There are two different Hildebrand Solubility Parameters. The first relates solubility to the ratio of surface tension to the cubic root of molar volume, in which solubility increases as surface tension increases and as molar volume decreases. The second parameter equates solubility to the square root of the ratio of latent heat of vaporization to molar volume, where solubility increases with an increasing heat of vaporization. It is clear why aromatic solvents are stronger solvents than aliphatic hydrocarbons.

Solvent Extraction: http://en.wikipedia.org/wiki/Liquid%E2%80%93liquid_extraction

Before the crude can enter the vacuum distillation unit (VDU), it must first be introduced into the Crude Distillation Unit (CDU) flash zone in order to be separated into vapor and liquid streams. Separation of light and heavy crudes is achieved through Atmospheric Distillation (CDU). Vapor fractions rise to the top of the column while the liquid fraction can be sent to VDU after it is introduced to stripping by steam, in order to recover the components dissolved in the heavier liquid that has settled at the bottom of the CDU. This vacuum chamber is vital since there must be a pressure drop which ultimately results in a decrease in temperature. High temperatures are unwanted since this would bring about cracking and inevitably coking on the column’s metal surfaces, interfering with fractionation.

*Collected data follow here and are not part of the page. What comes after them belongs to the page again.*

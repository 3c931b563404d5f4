//! External encoder processes.
//!
//! A [`Processor`] runs one encode and feeds every progress [`Sample`] it can
//! parse from the encoder's console output to a caller-supplied consumer. The
//! consumer answers with a [`Verdict`]; `Verdict::Abort` kills the process and
//! no further samples are delivered.

pub mod ffmpeg;
pub mod hbcli;
#[cfg(test)]
pub(crate) mod scripted;

pub use ffmpeg::FfmpegProcessor;
pub use hbcli::HandBrakeProcessor;

use crate::media::{MediaInfo, ProbeError};
use std::io::{BufRead, BufReader, Read};
use std::path::{Path, PathBuf};
use std::process::{Child, ExitStatus};
use std::sync::Arc;
use thiserror::Error;
use transcode_queue_config::ProcessorKind;

/// Error type for processor operations
#[derive(Debug, Error)]
pub enum ProcessorError {
    /// The encoder binary could not be started
    #[error("Failed to start {program}: {source}")]
    Spawn {
        program: String,
        source: std::io::Error,
    },

    /// Metadata probe failed
    #[error("Probe failed: {0}")]
    Probe(#[from] ProbeError),

    /// No processor is configured for the requested kind
    #[error("No processor available for {0}")]
    Unavailable(ProcessorKind),

    /// IO error while monitoring the process
    #[error("IO error: {0}")]
    Io(#[from] std::io::Error),
}

/// One progress observation parsed from encoder output.
#[derive(Debug, Clone, PartialEq)]
pub enum Sample {
    /// ffmpeg status line
    Ffmpeg {
        /// Media time encoded so far, in seconds
        time_secs: f64,
        /// Bytes written to the output so far
        size_bytes: u64,
        /// Encode speed relative to realtime
        speed: f32,
    },
    /// HandBrakeCLI status line
    HandBrake { fps: f32, eta_secs: u64 },
}

/// Answer returned by a sample consumer.
#[derive(Debug, Clone, Copy, PartialEq, Eq)]
pub enum Verdict {
    Continue,
    Abort,
}

/// How an encoder invocation ended.
#[derive(Debug, Clone, Copy, PartialEq, Eq)]
pub enum RunOutcome {
    /// Process exited on its own with this status code
    Exited(i32),
    /// Process was killed because the consumer returned `Verdict::Abort`
    Vetoed,
    /// Process was terminated by a signal it did not get from us
    Signalled,
}

impl RunOutcome {
    pub fn is_success(&self) -> bool {
        matches!(self, RunOutcome::Exited(0))
    }

    pub(crate) fn from_status(status: ExitStatus) -> Self {
        match status.code() {
            Some(code) => RunOutcome::Exited(code),
            None => RunOutcome::Signalled,
        }
    }
}

/// Everything needed to run one encode.
#[derive(Debug, Clone, PartialEq)]
pub struct EncodeRequest {
    /// Full argument vector, excluding the program itself
    pub args: Vec<String>,
    pub source: PathBuf,
    pub output: PathBuf,
}

impl EncodeRequest {
    /// Argument vector for ffmpeg-style encoders.
    ///
    /// `-y -i <source> <input options> <output> <output options>`
    pub fn ffmpeg(
        source: &Path,
        output: &Path,
        input_options: &[String],
        output_options: &[String],
    ) -> Self {
        let mut args = vec![
            "-y".to_string(),
            "-i".to_string(),
            source.to_string_lossy().into_owned(),
        ];
        args.extend(input_options.iter().cloned());
        args.push(output.to_string_lossy().into_owned());
        args.extend(output_options.iter().cloned());

        Self {
            args,
            source: source.to_path_buf(),
            output: output.to_path_buf(),
        }
    }

    /// Argument vector for HandBrakeCLI.
    ///
    /// `-i <source> <input options> <output options> -o <output>`
    pub fn hbcli(
        source: &Path,
        output: &Path,
        input_options: &[String],
        output_options: &[String],
    ) -> Self {
        let mut args = vec!["-i".to_string(), source.to_string_lossy().into_owned()];
        args.extend(input_options.iter().cloned());
        args.extend(output_options.iter().cloned());
        args.push("-o".to_string());
        args.push(output.to_string_lossy().into_owned());

        Self {
            args,
            source: source.to_path_buf(),
            output: output.to_path_buf(),
        }
    }
}

/// An external encoder.
pub trait Processor: Send + Sync {
    fn kind(&self) -> ProcessorKind;

    /// Collects metadata about a source file.
    fn fetch_details(&self, path: &Path) -> Result<MediaInfo, ProcessorError>;

    /// Runs one encode, blocking until the process ends.
    ///
    /// `on_sample` is called for every parsed progress sample; returning
    /// `Verdict::Abort` kills the process and yields `RunOutcome::Vetoed`.
    fn run(
        &self,
        request: &EncodeRequest,
        on_sample: &mut dyn FnMut(&Sample) -> Verdict,
    ) -> Result<RunOutcome, ProcessorError>;
}

/// The processors available to a run, looked up by kind.
#[derive(Clone)]
pub struct ProcessorSet {
    ffmpeg: Option<Arc<dyn Processor>>,
    hbcli: Option<Arc<dyn Processor>>,
}

impl ProcessorSet {
    pub fn new(ffmpeg: Option<Arc<dyn Processor>>, hbcli: Option<Arc<dyn Processor>>) -> Self {
        Self { ffmpeg, hbcli }
    }

    /// Real ffmpeg and HandBrakeCLI processors from configured binary paths.
    pub fn from_settings(settings: &transcode_queue_config::Settings) -> Self {
        Self {
            ffmpeg: Some(Arc::new(FfmpegProcessor::new(
                settings.ffmpeg.clone(),
                settings.ffprobe.clone(),
            ))),
            hbcli: Some(Arc::new(HandBrakeProcessor::new(
                settings.hbcli.clone(),
                settings.ffprobe.clone(),
            ))),
        }
    }

    pub fn get(&self, kind: ProcessorKind) -> Result<Arc<dyn Processor>, ProcessorError> {
        let found = match kind {
            ProcessorKind::Ffmpeg => self.ffmpeg.as_ref(),
            ProcessorKind::Hbcli => self.hbcli.as_ref(),
        };
        found.cloned().ok_or(ProcessorError::Unavailable(kind))
    }
}

/// Reads encoder console output as lines split on either `\r` or `\n`.
///
/// Encoders redraw their status line with carriage returns, so plain
/// `BufRead::lines` would only yield it once the process exits.
pub struct ConsoleLines<R: Read> {
    reader: BufReader<R>,
    buf: Vec<u8>,
}

impl<R: Read> ConsoleLines<R> {
    pub fn new(inner: R) -> Self {
        Self {
            reader: BufReader::new(inner),
            buf: Vec::new(),
        }
    }
}

impl<R: Read> Iterator for ConsoleLines<R> {
    type Item = String;

    fn next(&mut self) -> Option<String> {
        loop {
            let (consumed, found_break) = {
                let available = match self.reader.fill_buf() {
                    Ok(bytes) => bytes,
                    Err(e) if e.kind() == std::io::ErrorKind::Interrupted => continue,
                    Err(_) => return None,
                };
                if available.is_empty() {
                    if self.buf.is_empty() {
                        return None;
                    }
                    let line = String::from_utf8_lossy(&self.buf).into_owned();
                    self.buf.clear();
                    return Some(line);
                }
                match available.iter().position(|b| *b == b'\r' || *b == b'\n') {
                    Some(pos) => {
                        self.buf.extend_from_slice(&available[..pos]);
                        (pos + 1, true)
                    }
                    None => {
                        self.buf.extend_from_slice(available);
                        (available.len(), false)
                    }
                }
            };
            self.reader.consume(consumed);

            if found_break {
                if self.buf.is_empty() {
                    // \r\n pairs and blank lines
                    continue;
                }
                let line = String::from_utf8_lossy(&self.buf).into_owned();
                self.buf.clear();
                return Some(line);
            }
        }
    }
}

/// Feeds parsed samples from a running child to the consumer and settles
/// the outcome. Shared by every process-backed processor.
pub(crate) fn monitor_child<R, P>(
    mut child: Child,
    output: R,
    parse: P,
    on_sample: &mut dyn FnMut(&Sample) -> Verdict,
) -> Result<RunOutcome, ProcessorError>
where
    R: Read,
    P: Fn(&str) -> Option<Sample>,
{
    for line in ConsoleLines::new(output) {
        tracing::trace!(line = %line, "encoder output");
        let Some(sample) = parse(&line) else {
            continue;
        };
        if on_sample(&sample) == Verdict::Abort {
            // already-exited children make kill fail; the wait below still reaps them
            let _ = child.kill();
            let _ = child.wait();
            return Ok(RunOutcome::Vetoed);
        }
    }

    let status = child.wait()?;
    Ok(RunOutcome::from_status(status))
}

To control the risk of coking, the ideal vacuum distillation temperature in the vacuum distillation column can be found using the Watson Characterization Factor (Kw). This will calculate the upper bound temperature limit for vacuum distillation to avoid coking. Below this range of temperatures, coking risk would be considered negligible while the upper bound represents uncertainty of the probability of coking. To be sure, the distillation temperature would be set lower than this temperature band. One should also take into account the hydrocarbon composition of the crude as paraffinic crudes are more susceptible to coking.

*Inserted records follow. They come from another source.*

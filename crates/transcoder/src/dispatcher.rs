//! Queue pool: routes matched files into named queues, runs a worker thread
//! per queue slot and waits for all of them to drain.

use crate::catalog::ProfileCatalog;
use crate::concurrency::{worker_count, DEFAULT_QUEUE};
use crate::job::{Candidate, Job};
use crate::processor::ProcessorSet;
use crate::queue::JobQueue;
use crate::stats::{RecordedError, RunSummary, SharedContext, WorkerResult};
use crate::status::{StatusReport, STATUS_CHANNEL_CAPACITY};
use crate::worker::{run_queue, RunSettings, WorkerEnv};
use crossbeam_channel::{bounded, RecvTimeoutError};
use std::collections::BTreeMap;
use std::sync::Arc;
use std::thread::{self, JoinHandle};
use std::time::Duration;
use thiserror::Error;
use transcode_queue_config::{Config, ProcessorKind};

/// Fatal configuration errors found while routing files.
#[derive(Debug, Error, PartialEq)]
pub enum DispatchError {
    /// A profile was requested by name and does not exist
    #[error("Profile \"{0}\" is not defined")]
    UnknownProfile(String),

    /// A profile routes to a queue missing from `[queues]`
    #[error("Profile \"{profile}\" uses queue \"{queue}\" which is not declared in [queues]")]
    UndeclaredQueue { profile: String, queue: String },
}

/// Options for one run of the pool.
#[derive(Debug, Clone, PartialEq)]
pub struct PoolOptions {
    pub dry_run: bool,
    /// Keep sources even when the config says otherwise
    pub keep_original: bool,
    /// Cap every queue at a single worker
    pub sequential: bool,
    /// How long the wait loop blocks on the status channel between liveness checks
    pub poll_interval: Duration,
}

impl Default for PoolOptions {
    fn default() -> Self {
        Self {
            dry_run: false,
            keep_original: false,
            sequential: false,
            poll_interval: Duration::from_millis(2000),
        }
    }
}

/// Owns the queues of a run and the state shared by its workers.
pub struct QueuePool {
    config: Arc<Config>,
    processors: ProcessorSet,
    shared: Arc<SharedContext>,
    queues: BTreeMap<String, Arc<JobQueue>>,
    options: PoolOptions,
}

impl QueuePool {
    pub fn new(config: Config, processors: ProcessorSet, options: PoolOptions) -> Self {
        let mut queues = BTreeMap::new();
        queues.insert(
            DEFAULT_QUEUE.to_string(),
            Arc::new(JobQueue::new(DEFAULT_QUEUE)),
        );
        for name in config.queues.keys() {
            queues.insert(name.clone(), Arc::new(JobQueue::new(name.as_str())));
        }

        Self {
            config: Arc::new(config),
            processors,
            shared: SharedContext::new(),
            queues,
            options,
        }
    }

    /// Completion and error lists of this run.
    pub fn shared(&self) -> Arc<SharedContext> {
        Arc::clone(&self.shared)
    }

    /// Matches candidates to profiles and queues them.
    ///
    /// Files that are missing, cannot be probed, carry no video, or match no
    /// rule are skipped with a warning. Files matching a skip rule are
    /// recorded as completed (except in dry-run). Returns how many jobs were
    /// queued.
    ///
    /// # Errors
    ///
    /// An unknown forced profile, or a profile naming an undeclared queue,
    /// stops routing immediately.
    pub fn enqueue_files(&mut self, candidates: &[Candidate]) -> Result<usize, DispatchError> {
        let mut queued = 0;

        for candidate in candidates {
            if !candidate.path.exists() {
                tracing::warn!(file = %candidate.path.display(), "file not found, skipping");
                continue;
            }
            // jobs always carry absolute source paths
            let path = match std::path::absolute(&candidate.path) {
                Ok(path) => path,
                Err(e) => {
                    tracing::warn!(file = %candidate.path.display(), error = %e, "cannot resolve path, skipping");
                    continue;
                }
            };
            let path = &path;

            let forced = match &candidate.forced_profile {
                Some(name) => Some(
                    self.config
                        .get_profile(name)
                        .cloned()
                        .ok_or_else(|| DispatchError::UnknownProfile(name.clone()))?,
                ),
                None => None,
            };

            let kind = forced
                .as_ref()
                .map(|p| p.processor)
                .unwrap_or(ProcessorKind::Ffmpeg);
            let details = self
                .processors
                .get(kind)
                .and_then(|processor| processor.fetch_details(path));
            let media_info = match details {
                Ok(info) => info,
                Err(e) => {
                    tracing::warn!(file = %path.display(), error = %e, "cannot read media details, skipping");
                    self.shared
                        .record_error(RecordedError::new(Some(path), e.to_string()));
                    continue;
                }
            };
            if !media_info.is_valid() {
                tracing::warn!(file = %path.display(), "no video stream found, skipping");
                continue;
            }

            let profile = match forced {
                Some(profile) => profile,
                None => {
                    let Some(rule) = self.config.match_rule(&media_info) else {
                        tracing::info!(file = %path.display(), "no matching rule, skipping");
                        continue;
                    };
                    if rule.is_skip() {
                        tracing::info!(file = %path.display(), rule = %rule.name, "skipped by rule");
                        if !self.options.dry_run {
                            self.shared.complete(path, Duration::ZERO);
                        }
                        continue;
                    }
                    let name = rule.profile.clone().unwrap_or_default();
                    self.config
                        .get_profile(&name)
                        .cloned()
                        .ok_or(DispatchError::UnknownProfile(name))?
                }
            };

            let queue_name = match &profile.queue {
                Some(queue) if self.config.has_queue(queue) => queue.clone(),
                Some(queue) => {
                    return Err(DispatchError::UndeclaredQueue {
                        profile: profile.name.clone(),
                        queue: queue.clone(),
                    })
                }
                None => DEFAULT_QUEUE.to_string(),
            };

            tracing::info!(
                file = %path.display(),
                profile = %profile.name,
                queue = %queue_name,
                "queued"
            );
            let job = Job::new(path.clone(), profile, candidate.mixins.clone(), media_info);
            self.queues
                .entry(queue_name.clone())
                .or_insert_with(|| Arc::new(JobQueue::new(queue_name)))
                .push(job);
            queued += 1;
        }

        Ok(queued)
    }

    /// Worker threads each non-empty queue will get.
    pub fn plan(&self) -> BTreeMap<String, usize> {
        self.queues
            .iter()
            .filter(|(_, queue)| !queue.is_empty())
            .map(|(name, queue)| {
                let max = self.config.queue_limit(name).unwrap_or(1);
                let count = worker_count(name, max, queue.len(), self.options.sequential);
                (name.clone(), count)
            })
            .collect()
    }

    /// Runs every queued job and blocks until all workers are done.
    pub fn start(self) -> RunSummary {
        let plan = self.plan();
        let (status_tx, status_rx) = bounded::<StatusReport>(STATUS_CHANNEL_CAPACITY);

        let env = Arc::new(WorkerEnv {
            processors: self.processors.clone(),
            catalog: Arc::clone(&self.config) as Arc<dyn ProfileCatalog>,
            shared: Arc::clone(&self.shared),
            status: status_tx,
            settings: RunSettings::from_settings(
                &self.config.settings,
                self.options.keep_original,
                self.options.dry_run,
            ),
        });

        let mut handles: Vec<(String, JoinHandle<WorkerResult>)> = Vec::new();
        for (name, count) in &plan {
            let Some(queue) = self.queues.get(name) else {
                continue;
            };
            tracing::info!(queue = %name, workers = count, jobs = queue.len(), "starting queue");

            for slot in 0..*count {
                let queue = Arc::clone(queue);
                let env = Arc::clone(&env);
                let spawned = thread::Builder::new()
                    .name(format!("{}-{}", name, slot))
                    .spawn(move || run_queue(&queue, &env));
                match spawned {
                    Ok(handle) => handles.push((name.clone(), handle)),
                    Err(e) => {
                        tracing::error!(queue = %name, error = %e, "failed to start worker");
                        self.shared.record_error(RecordedError::new(
                            None,
                            format!("failed to start worker for queue {}: {}", name, e),
                        ));
                    }
                }
            }
        }
        // workers hold the only senders from here on
        drop(env);

        loop {
            match status_rx.recv_timeout(self.options.poll_interval) {
                Ok(report) => {
                    tracing::trace!(
                        host = %report.host,
                        file = %report.file,
                        done = report.percent_done,
                        compression = report.percent_compression,
                        "status"
                    );
                }
                Err(RecvTimeoutError::Timeout) => {
                    if handles.iter().all(|(_, handle)| handle.is_finished()) {
                        break;
                    }
                }
                Err(RecvTimeoutError::Disconnected) => break,
            }
        }

        let mut summary = RunSummary::default();
        for (queue, handle) in handles {
            match handle.join() {
                Ok(result) => summary.merge_worker(&result),
                Err(_) => {
                    tracing::error!(queue = %queue, "worker thread panicked");
                    self.shared.record_error(RecordedError::new(
                        None,
                        format!("worker for queue {} panicked", queue),
                    ));
                }
            }
        }

        summary.completed = self.shared.completed();
        summary.errors = self.shared.errors();
        tracing::info!(
            committed = summary.outcomes.committed,
            discarded = summary.outcomes.discarded,
            failed = summary.outcomes.failed,
            "all queues drained"
        );
        summary
    }
}
//! In-process processor for tests.
//!
//! Behaves like an encoder without spawning anything: writes an output whose
//! size is a chosen fraction of the source, replays chosen samples and ends
//! with a chosen outcome. Behavior is picked per source file name.

use super::{EncodeRequest, Processor, ProcessorError, RunOutcome, Sample, Verdict};
use crate::media::{MediaInfo, ProbeError, StreamInfo, StreamKind};
use parking_lot::Mutex;
use std::collections::HashMap;
use std::fs;
use std::path::{Path, PathBuf};
use std::thread;
use std::time::Duration;
use transcode_queue_config::ProcessorKind;

/// Runtime every scripted source reports
pub const SCRIPTED_RUNTIME_SECS: u64 = 100;

#[derive(Debug, Clone)]
pub struct Script {
    /// Output size as a fraction of the source size
    pub output_ratio: f64,
    /// None ends the run as if killed by a signal
    pub exit_code: Option<i32>,
    pub samples: Vec<Sample>,
    /// Probe reports no video stream
    pub invalid_media: bool,
    /// `run` panics after writing the output
    pub panic: bool,
    /// Leave the output path alone instead of writing to it
    pub skip_output: bool,
}

impl Default for Script {
    fn default() -> Self {
        Self {
            output_ratio: 0.5,
            exit_code: Some(0),
            samples: Vec::new(),
            invalid_media: false,
            panic: false,
            skip_output: false,
        }
    }
}

impl Script {
    pub fn ratio(output_ratio: f64) -> Self {
        Self {
            output_ratio,
            ..Default::default()
        }
    }
}

pub struct ScriptedProcessor {
    kind: ProcessorKind,
    scripts: HashMap<String, Script>,
    delay: Duration,
    runs: Mutex<Vec<EncodeRequest>>,
}

impl ScriptedProcessor {
    pub fn new(kind: ProcessorKind) -> Self {
        Self {
            kind,
            scripts: HashMap::new(),
            delay: Duration::from_millis(20),
            runs: Mutex::new(Vec::new()),
        }
    }

    /// Script for sources with this file name
    pub fn with_script(mut self, file_name: &str, script: Script) -> Self {
        self.scripts.insert(file_name.to_string(), script);
        self
    }

    pub fn with_delay(mut self, delay: Duration) -> Self {
        self.delay = delay;
        self
    }

    /// Requests seen so far, in call order
    pub fn runs(&self) -> Vec<EncodeRequest> {
        self.runs.lock().clone()
    }

    fn script_for(&self, path: &Path) -> Script {
        path.file_name()
            .and_then(|n| self.scripts.get(&*n.to_string_lossy()))
            .cloned()
            .unwrap_or_default()
    }
}

impl Processor for ScriptedProcessor {
    fn kind(&self) -> ProcessorKind {
        self.kind
    }

    fn fetch_details(&self, path: &Path) -> Result<MediaInfo, ProcessorError> {
        let filesize_bytes = fs::metadata(path).map_err(ProbeError::Io)?.len();
        let script = self.script_for(path);

        let mut streams = vec![StreamInfo {
            index: 0,
            kind: StreamKind::Audio,
            codec_name: "aac".to_string(),
            language: Some("eng".to_string()),
        }];
        if !script.invalid_media {
            streams.insert(
                0,
                StreamInfo {
                    index: 0,
                    kind: StreamKind::Video,
                    codec_name: "h264".to_string(),
                    language: None,
                },
            );
            streams[1].index = 1;
        }

        Ok(MediaInfo {
            path: PathBuf::from(path),
            vcodec: if script.invalid_media { String::new() } else { "h264".to_string() },
            width: 1920,
            height: 1080,
            runtime_secs: SCRIPTED_RUNTIME_SECS,
            filesize_bytes,
            fps: 24.0,
            streams,
        })
    }

    fn run(
        &self,
        request: &EncodeRequest,
        on_sample: &mut dyn FnMut(&Sample) -> Verdict,
    ) -> Result<RunOutcome, ProcessorError> {
        self.runs.lock().push(request.clone());
        let script = self.script_for(&request.source);

        if !script.skip_output {
            let source_len = fs::metadata(&request.source)?.len();
            let output_len = (source_len as f64 * script.output_ratio).floor() as usize;
            fs::write(&request.output, vec![0u8; output_len])?;
        }

        if script.panic {
            panic!("scripted encoder crash for {}", request.source.display());
        }

        for sample in &script.samples {
            if on_sample(sample) == Verdict::Abort {
                return Ok(RunOutcome::Vetoed);
            }
        }

        thread::sleep(self.delay);

        Ok(match script.exit_code {
            Some(code) => RunOutcome::Exited(code),
            None => RunOutcome::Signalled,
        })
    }
}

There are three different distillation methods that are used in crude oil refineries, and those are True Boiling Point Distillation (TBP), ASTM Distillation (ASTM), and Equilibrium Flash Vaporization (EFV). Each of these processes vary in the way distillation is achieved, so some methods are more effective than others.

True Boiling Point Distillation (TBP) is the most ideal process. It is a batch distillation operation which utilizes over 100 theoretical plates and a high reflux ratio of 100. This high number of plates along with a high reflux ratio allows for the best possible separation in distillation processes. These parameters also yield a pure compound since the temperature remains constant during evaporation of the unwanted compound.

The next method is ASTM Distillation. This process also uses a batch operation, but it does not include contact plates and it therefore has a reflux ratio of 0. Reflux inside the fractionation column flows downwards and cools vapors flowing upwards. The more reflux provided for a given number of plates results in more effective distillation, which is why this process is not as good as TBP.

The third distillation method is Equilibrium Flash Vaporization (EFV). This method is known yield the lowest degree of separation out of the three. EFV involves separation of the liquid and vapor in a flash drum after heating the flowing feedstock.